I am too busy trying to keep my race car from sliding off the muddy track to pay attention to the annoying voice that enters the office.

  “Mom. Mom. Mo-ther! . . . I am not being stubborn. I’ll call you as soon as I’m done. . . . Yes! Right after. Ugh!”

  My car, an orange dune buggy with massive wheels, hits a rock the size of Peru and I am engulfed in flames as pieces of the buggy fly at the screen in super slo-mo.

  “Next time try the blue dragster. It has less suspension but handles the curves better.”

  I turn to face the annoying voice, but when I do, I am surprised to see that it belongs to Summer Goodman, who is in my new orthodontist’s office. She’s sitting in the chair next to me, and I watch as she reaches into her purse and takes out a sparkly pink plastic case. “Oh, thanks for the tip,” I say, trying hard not to gawk at her.

  “I’ve played that thing a million times.” She opens the sparkly case and takes out a purple retainer and pops it into her mouth as simple as if it were a breath mint, which frankly I wish I had right now. “You get really good if your teeth are bad enough. Trust me. First time here?”

  I want to answer but am too caught up in noticing that with her retainer in her mouth Summer talks with a tiny lisp, so “First time here” sounds like “Firthst time here.”

  “Uh, yeah. My teeth kind of need help.” And as proof, I actually open my mouth wide so that she can witness the scattered lineup inside.

  “Whoa. You are gonna get top thcore with that meth.”

  We both laugh, which I can’t quite believe. It’s the most normal thing that’s ever happened between us—not that much has happened at all.

  She keeps talking. “Veerlawn ith gonna love thothe.” She is now pointing at my mismatched mess of a mouth.

  “I’m glad I can help the guy out.” I laugh again. “Um . . . when did yours come off?”

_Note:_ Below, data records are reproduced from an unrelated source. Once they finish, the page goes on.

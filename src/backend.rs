// Copyright 2022 Aztec
// Copyright 2025 Horizen Labs, Inc.
// SPDX-License-Identifier: Apache-2.0 or MIT

// Licensed under the Apache License, Version 2.0 (the "License");
// you may not use this file except in compliance with the License.
// You may obtain a copy of the License at
//
// 	http://www.apache.org/licenses/LICENSE-2.0
//
// Unless required by applicable law or agreed to in writing, software
// distributed under the License is distributed on an "AS IS" BASIS,
// WITHOUT WARRANTIES OR CONDITIONS OF ANY KIND, either express or implied.
// See the License for the specific language governing permissions and
// limitations under the License.

//! The proving system is an external collaborator: this crate never proves or
//! verifies anything itself, it only talks to a backend through
//! `ProvingBackend`.

use core::{fmt, future::Future};

use serde::{Deserialize, Serialize};

use crate::{errors::BackendError, Fr};

/// A proof as produced by the backend, together with its public inputs.
#[derive(Clone, Debug, Default, PartialEq, Eq, Serialize, Deserialize)]
#[serde(rename_all = "camelCase")]
pub struct ProofData {
    #[serde(with = "crate::serde_hex::bytes")]
    pub proof: Vec<u8>,
    #[serde(with = "crate::serde_hex::fr_vec")]
    pub public_inputs: Vec<Fr>,
}

/// Which verifier flavour the proof was produced for.
#[derive(Clone, Copy, Debug, Default, PartialEq, Eq, Serialize, Deserialize)]
#[serde(rename_all = "kebab-case")]
pub enum VerifierTarget {
    Evm,
    #[default]
    NoirRecursive,
    NoirRollup,
    Starknet,
}

impl VerifierTarget {
    pub fn as_str(&self) -> &'static str {
        match self {
            VerifierTarget::Evm => "evm",
            VerifierTarget::NoirRecursive => "noir-recursive",
            VerifierTarget::NoirRollup => "noir-rollup",
            VerifierTarget::Starknet => "starknet",
        }
    }
}

impl fmt::Display for VerifierTarget {
    fn fmt(&self, f: &mut fmt::Formatter<'_>) -> fmt::Result {
        f.write_str(self.as_str())
    }
}

#[derive(Clone, Copy, Debug, Default, PartialEq, Eq)]
pub struct VerifyOptions {
    pub verifier_target: VerifierTarget,
}

/// A proving backend bound to one circuit.
///
/// Calls are long running and may use a thread pool owned by the backend;
/// callers wanting a deadline wrap them in their own timeout. `verify_proof`
/// answers `Ok(false)` for a proof that is well formed but invalid and an
/// error when the input could not be checked at all.
pub trait ProvingBackend: Send + Sync {
    fn generate_proof(
        &self,
        circuit_bytecode: &[u8],
        witness: &[u8],
    ) -> impl Future<Output = Result<ProofData, BackendError>> + Send;

    fn verify_proof(
        &self,
        proof: &ProofData,
        options: VerifyOptions,
    ) -> impl Future<Output = Result<bool, BackendError>> + Send;

    /// The serialized verification key of the circuit the backend is bound to.
    fn verification_key(&self) -> impl Future<Output = Result<Vec<u8>, BackendError>> + Send;
}

#[cfg(test)]
mod should {
    use super::*;

    #[test]
    fn name_verifier_targets_like_the_backend() {
        assert_eq!(VerifierTarget::default().to_string(), "noir-recursive");
        assert_eq!(
            serde_json::from_str::<VerifierTarget>(r#""noir-rollup""#).unwrap(),
            VerifierTarget::NoirRollup
        );
        assert_eq!(serde_json::to_string(&VerifierTarget::Evm).unwrap(), r#""evm""#);
    }
}
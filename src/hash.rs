// Copyright 2022 Aztec
// Copyright 2025 Horizen Labs, Inc.
// SPDX-License-Identifier: Apache-2.0 or MIT

// Licensed under the Apache License, Version 2.0 (the "License");
// you may not use this file except in compliance with the License.
// You may obtain a copy of the License at
//
// 	http://www.apache.org/licenses/LICENSE-2.0
//
// Unless required by applicable law or agreed to in writing, software
// distributed under the License is distributed on an "AS IS" BASIS,
// WITHOUT WARRANTIES OR CONDITIONS OF ANY KIND, either express or implied.
// See the License for the specific language governing permissions and
// limitations under the License.

use crate::Fr;

/// The two fixed-arity hashes the contract class commitment is built from.
///
/// Implementors are stateless, mirroring how curve hooks are plugged into the
/// verifier: every method is an associated function so the hasher can be
/// selected purely at the type level.
pub trait FieldHasher {
    /// Variable-length hash of a sequence of field elements.
    fn hash(inputs: &[Fr]) -> Fr;

    /// Hash of `[separator, inputs...]`. The separator keeps values hashed for
    /// different purposes (function leaves, class ids, ...) apart.
    fn hash_with_separator(inputs: &[Fr], separator: u32) -> Fr;

    /// Internal Merkle node combiner. Carries no domain separator.
    fn hash_pair(left: Fr, right: Fr) -> Fr {
        Self::hash(&[left, right])
    }
}
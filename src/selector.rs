// Copyright 2022 Aztec
// Copyright 2025 Horizen Labs, Inc.
// SPDX-License-Identifier: Apache-2.0 or MIT

// Licensed under the Apache License, Version 2.0 (the "License");
// you may not use this file except in compliance with the License.
// You may obtain a copy of the License at
//
// 	http://www.apache.org/licenses/LICENSE-2.0
//
// Unless required by applicable law or agreed to in writing, software
// distributed under the License is distributed on an "AS IS" BASIS,
// WITHOUT WARRANTIES OR CONDITIONS OF ANY KIND, either express or implied.
// See the License for the specific language governing permissions and
// limitations under the License.

use core::{fmt, str::FromStr};

use crate::{
    constants::FUNCTION_SELECTOR_SIZE,
    errors::FieldError,
    poseidon2::Poseidon2,
    utils::{read_hex_bytes, IntoBEBytes32},
    Fr,
};
use ark_ff::PrimeField;

/// Identifies a contract function by its name and signature.
#[derive(Clone, Copy, Debug, Default, PartialEq, Eq, PartialOrd, Ord, Hash)]
pub struct FunctionSelector(pub u32);

impl FunctionSelector {
    /// Derives the selector of a signature such as `verify_private_authwit(Field)`:
    /// the trailing four bytes of the Poseidon2 hash of the signature bytes.
    pub fn from_signature(signature: &str) -> Self {
        let digest = Poseidon2::hash_bytes(signature.as_bytes()).into_be_bytes32();
        let mut selector = [0u8; FUNCTION_SELECTOR_SIZE];
        selector.copy_from_slice(&digest[32 - FUNCTION_SELECTOR_SIZE..]);
        Self(u32::from_be_bytes(selector))
    }

    pub fn to_field(self) -> Fr {
        Fr::from(self.0)
    }

    pub fn from_field(value: &Fr) -> Result<Self, FieldError> {
        let bigint = value.into_bigint();
        if bigint.0[1..].iter().any(|limb| *limb != 0) || bigint.0[0] > u64::from(u32::MAX) {
            return Err(FieldError::SelectorOverflow);
        }
        Ok(Self(bigint.0[0] as u32))
    }
}

impl From<u32> for FunctionSelector {
    fn from(value: u32) -> Self {
        Self(value)
    }
}

impl fmt::Display for FunctionSelector {
    fn fmt(&self, f: &mut fmt::Formatter<'_>) -> fmt::Result {
        write!(f, "0x{:08x}", self.0)
    }
}

impl FromStr for FunctionSelector {
    type Err = FieldError;

    /// Accepts the 4 byte form (`0x9e0ee5e5`) as well as a full width field
    /// element whose value fits in 32 bits.
    fn from_str(s: &str) -> Result<Self, Self::Err> {
        let bytes = read_hex_bytes(s)?;
        let (high, low) = bytes.split_at(bytes.len().saturating_sub(FUNCTION_SELECTOR_SIZE));
        if high.iter().any(|byte| *byte != 0) {
            return Err(FieldError::SelectorOverflow);
        }
        let mut selector = [0u8; FUNCTION_SELECTOR_SIZE];
        selector[FUNCTION_SELECTOR_SIZE - low.len()..].copy_from_slice(low);
        Ok(Self(u32::from_be_bytes(selector)))
    }
}

#[cfg(feature = "std")]
impl serde::Serialize for FunctionSelector {
    fn serialize<S: serde::Serializer>(&self, serializer: S) -> Result<S::Ok, S::Error> {
        serializer.collect_str(self)
    }
}

#[cfg(feature = "std")]
impl<'de> serde::Deserialize<'de> for FunctionSelector {
    fn deserialize<D: serde::Deserializer<'de>>(deserializer: D) -> Result<Self, D::Error> {
        let value = <std::borrow::Cow<'de, str>>::deserialize(deserializer)?;
        value.parse().map_err(serde::de::Error::custom)
    }
}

  She’s using her tongue to slip the retainer on and off her teeth like she’s done it a hundred times. I can tell she doesn’t even realize she does it. It makes her look much younger. “Latht thummer. Right before thchool thtarted. And you want to know the very firtht thing I did? Went to the Pit Thtop and bought a pack of Thtrawberry Thquirt gum. Chewed the whole pack before I even got home. Mmmm . . . I can thtill tathte it!”

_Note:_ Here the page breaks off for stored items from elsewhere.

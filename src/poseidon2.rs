// Copyright 2022 Aztec
// Copyright 2025 Horizen Labs, Inc.
// SPDX-License-Identifier: Apache-2.0 or MIT

// Licensed under the Apache License, Version 2.0 (the "License");
// you may not use this file except in compliance with the License.
// You may obtain a copy of the License at
//
// 	http://www.apache.org/licenses/LICENSE-2.0
//
// Unless required by applicable law or agreed to in writing, software
// distributed under the License is distributed on an "AS IS" BASIS,
// WITHOUT WARRANTIES OR CONDITIONS OF ANY KIND, either express or implied.
// See the License for the specific language governing permissions and
// limitations under the License.

//! Poseidon2 permutation and sponge over BN254, bit compatible with the
//! barretenberg implementation used by the protocol.

use alloc::vec::Vec;

use crate::{
    constants::{
        BYTES_PER_FIELD, POSEIDON2_RATE as RATE, POSEIDON2_ROUNDS_F as ROUNDS_F,
        POSEIDON2_WIDTH as T,
    },
    hash::FieldHasher,
    params::{EXTERNAL_ROUND_CONSTANTS, INTERNAL_MATRIX_DIAGONAL, INTERNAL_ROUND_CONSTANTS},
    Fr,
};
use ark_ff::{AdditiveGroup, Field, PrimeField};

/// Poseidon2 hasher, the default `FieldHasher`.
#[derive(Clone, Copy, Debug, Default, PartialEq, Eq)]
pub struct Poseidon2;

impl FieldHasher for Poseidon2 {
    fn hash(inputs: &[Fr]) -> Fr {
        let mut sponge = Sponge::new(inputs.len());
        inputs.iter().for_each(|input| sponge.absorb(*input));
        sponge.squeeze()
    }

    fn hash_with_separator(inputs: &[Fr], separator: u32) -> Fr {
        let mut sponge = Sponge::new(inputs.len() + 1);
        sponge.absorb(Fr::from(separator));
        inputs.iter().for_each(|input| sponge.absorb(*input));
        sponge.squeeze()
    }
}

impl Poseidon2 {
    /// Hashes raw bytes packed little-endian into 31 byte field elements.
    pub fn hash_bytes(bytes: &[u8]) -> Fr {
        let fields: Vec<Fr> = bytes
            .chunks(BYTES_PER_FIELD)
            .map(Fr::from_le_bytes_mod_order)
            .collect();
        Self::hash(&fields)
    }
}

/// Applies the Poseidon2 permutation to a full state.
pub fn permutation(input: &[Fr; T]) -> [Fr; T] {
    let mut state = *input;

    // Initial linear layer
    matrix_multiplication_external(&mut state);

    let (first_full, last_full) = EXTERNAL_ROUND_CONSTANTS.split_at(ROUNDS_F / 2);
    for round_constants in first_full {
        full_round(&mut state, round_constants);
    }

    for round_constant in INTERNAL_ROUND_CONSTANTS.iter() {
        state[0] += round_constant;
        sbox(&mut state[0]);
        matrix_multiplication_internal(&mut state);
    }

    for round_constants in last_full {
        full_round(&mut state, round_constants);
    }

    state
}

fn full_round(state: &mut [Fr; T], round_constants: &[Fr; T]) {
    for (element, constant) in state.iter_mut().zip(round_constants) {
        *element += constant;
        sbox(element);
    }
    matrix_multiplication_external(state);
}

#[inline]
fn sbox(x: &mut Fr) {
    let x4 = x.square().square();
    *x *= x4;
}

// Multiplication by the circulant-like 4x4 MDS matrix
// [[5, 7, 1, 3], [4, 6, 1, 1], [1, 3, 5, 7], [1, 1, 4, 6]].
fn matrix_multiplication_external(state: &mut [Fr; T]) {
    let t0 = state[0] + state[1];
    let t1 = state[2] + state[3];
    let t2 = state[1].double() + t1;
    let t3 = state[3].double() + t0;
    let t4 = t1.double().double() + t3;
    let t5 = t0.double().double() + t2;
    let t6 = t3 + t5;
    let t7 = t2 + t4;
    *state = [t6, t5, t7, t4];
}

fn matrix_multiplication_internal(state: &mut [Fr; T]) {
    let sum: Fr = state.iter().sum();
    for (element, diagonal) in state.iter_mut().zip(INTERNAL_MATRIX_DIAGONAL.iter()) {
        *element = *element * diagonal + sum;
    }
}

/// Duplex sponge with rate 3 and capacity 1. The capacity element is
/// initialised with `input_length << 64`.
struct Sponge {
    state: [Fr; T],
    cache: [Fr; RATE],
    cache_size: usize,
}

impl Sponge {
    fn new(input_length: usize) -> Self {
        let mut state = [Fr::ZERO; T];
        state[RATE] = Fr::from((input_length as u128) << 64);
        Self {
            state,
            cache: [Fr::ZERO; RATE],
            cache_size: 0,
        }
    }

    fn absorb(&mut self, input: Fr) {
        if self.cache_size == RATE {
            self.duplex();
            self.cache[0] = input;
            self.cache_size = 1;
        } else {
            self.cache[self.cache_size] = input;
            self.cache_size += 1;
        }
    }

    fn duplex(&mut self) {
        for (i, cached) in self.cache.iter_mut().enumerate() {
            if i >= self.cache_size {
                *cached = Fr::ZERO;
            }
            self.state[i] += *cached;
        }
        self.state = permutation(&self.state);
    }

    fn squeeze(mut self) -> Fr {
        self.duplex();
        self.state[0]
    }
}

#[cfg(test)]
mod should {
    use super::*;
    use alloc::{vec, vec::Vec};
    use ark_ff::MontFp;
    use rstest::rstest;

    #[test]
    fn match_the_reference_permutation_vector() {
        let input = [Fr::from(0u64), Fr::from(1u64), Fr::from(2u64), Fr::from(3u64)];
        let expected: [Fr; T] = [
            MontFp!("0x01bd538c2ee014ed5141b29e9ae240bf8db3fe5b9a38629a9647cf8d76c01737"),
            MontFp!("0x239b62e7db98aa3a2a8f6a0d2fa1709e7a35959aa6c7034814d9daa90cbac662"),
            MontFp!("0x04cbb44c61d928ed06808456bf758cbf0c18d1e15a7b6dbc8245fa7515d5e3cb"),
            MontFp!("0x2e11c5cff2a22c64d01304b778d78f6998eff1ab73163a35603f54794c30847a"),
        ];

        assert_eq!(permutation(&input), expected);
    }

    #[rstest]
    #[case::four_elements(
        vec![1, 2, 3, 4],
        MontFp!("0x130bf204a32cac1f0ace56c78b731aa3809f06df2731ebcf6b3464a15788b1b9")
    )]
    #[case::single_element(
        vec![1],
        MontFp!("0x168758332d5b3e2d13be8048c8011b454590e06c44bce7f702f09103eef5a373")
    )]
    #[case::empty(
        vec![],
        MontFp!("0x18dfb8dc9b82229cff974efefc8df78b1ce96d9d844236b496785c698bc6732e")
    )]
    fn hash_known_inputs(#[case] inputs: Vec<u64>, #[case] expected: Fr) {
        let inputs: Vec<Fr> = inputs.into_iter().map(Fr::from).collect();
        assert_eq!(Poseidon2::hash(&inputs), expected);
    }

    #[test]
    fn hash_pairs_without_a_separator() {
        let expected: Fr =
            MontFp!("0x038682aa1cb5ae4e0a3f13da432a95c77c5c111f6f030faf9cad641ce1ed7383");
        assert_eq!(
            Poseidon2::hash_pair(Fr::from(1u64), Fr::from(2u64)),
            expected
        );
    }

    #[test]
    fn prepend_the_separator() {
        let inputs = [Fr::from(1u64), Fr::from(2u64)];
        let expected: Fr =
            MontFp!("0x10fe83d323c88240d1af2adc607752272b8c43340e4c186890780eb10728a611");

        assert_eq!(Poseidon2::hash_with_separator(&inputs, 11), expected);
        assert_eq!(
            Poseidon2::hash_with_separator(&inputs, 11),
            Poseidon2::hash(&[Fr::from(11u64), inputs[0], inputs[1]])
        );
        assert_ne!(
            Poseidon2::hash_with_separator(&inputs, 11),
            Poseidon2::hash_with_separator(&inputs, 51)
        );
    }

    #[test]
    fn bind_the_input_length() {
        assert_ne!(
            Poseidon2::hash(&[Fr::from(1u64)]),
            Poseidon2::hash(&[Fr::from(1u64), Fr::ZERO])
        );
    }
}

  She grabs the second controller and expertly navigates the menu to set the game up for two players. She’s already picked the blue drag racer, so I go for a motorcycle with a sidecar. “It’th your funeral,” she says, seeing my choice.

  We’re midway around the second lap, and she is by far the better racer, when a man in a blue doctor costume pokes his head around the corner and says, “Okay, Summer. You’re up.”

  She doesn’t hit pause. Instead, she drives her car directly off the cliff so that it explodes in midair. And then she gets up, turns to me, and grins. “Crash and burn. I love that part. Thee ya, Milo.”

  “Yeah,” I say, kind of stunned by too many things all at once. “See ya, Summer.”

  She leaves just as my dad walks in. Apparently, the parking lot has way too many floors, and it took him a while to navigate the maze of doors to get out of the place. “Who was that?” he asks as Summer disappears into one of the many little rooms off the hallway. “Friend of yours?”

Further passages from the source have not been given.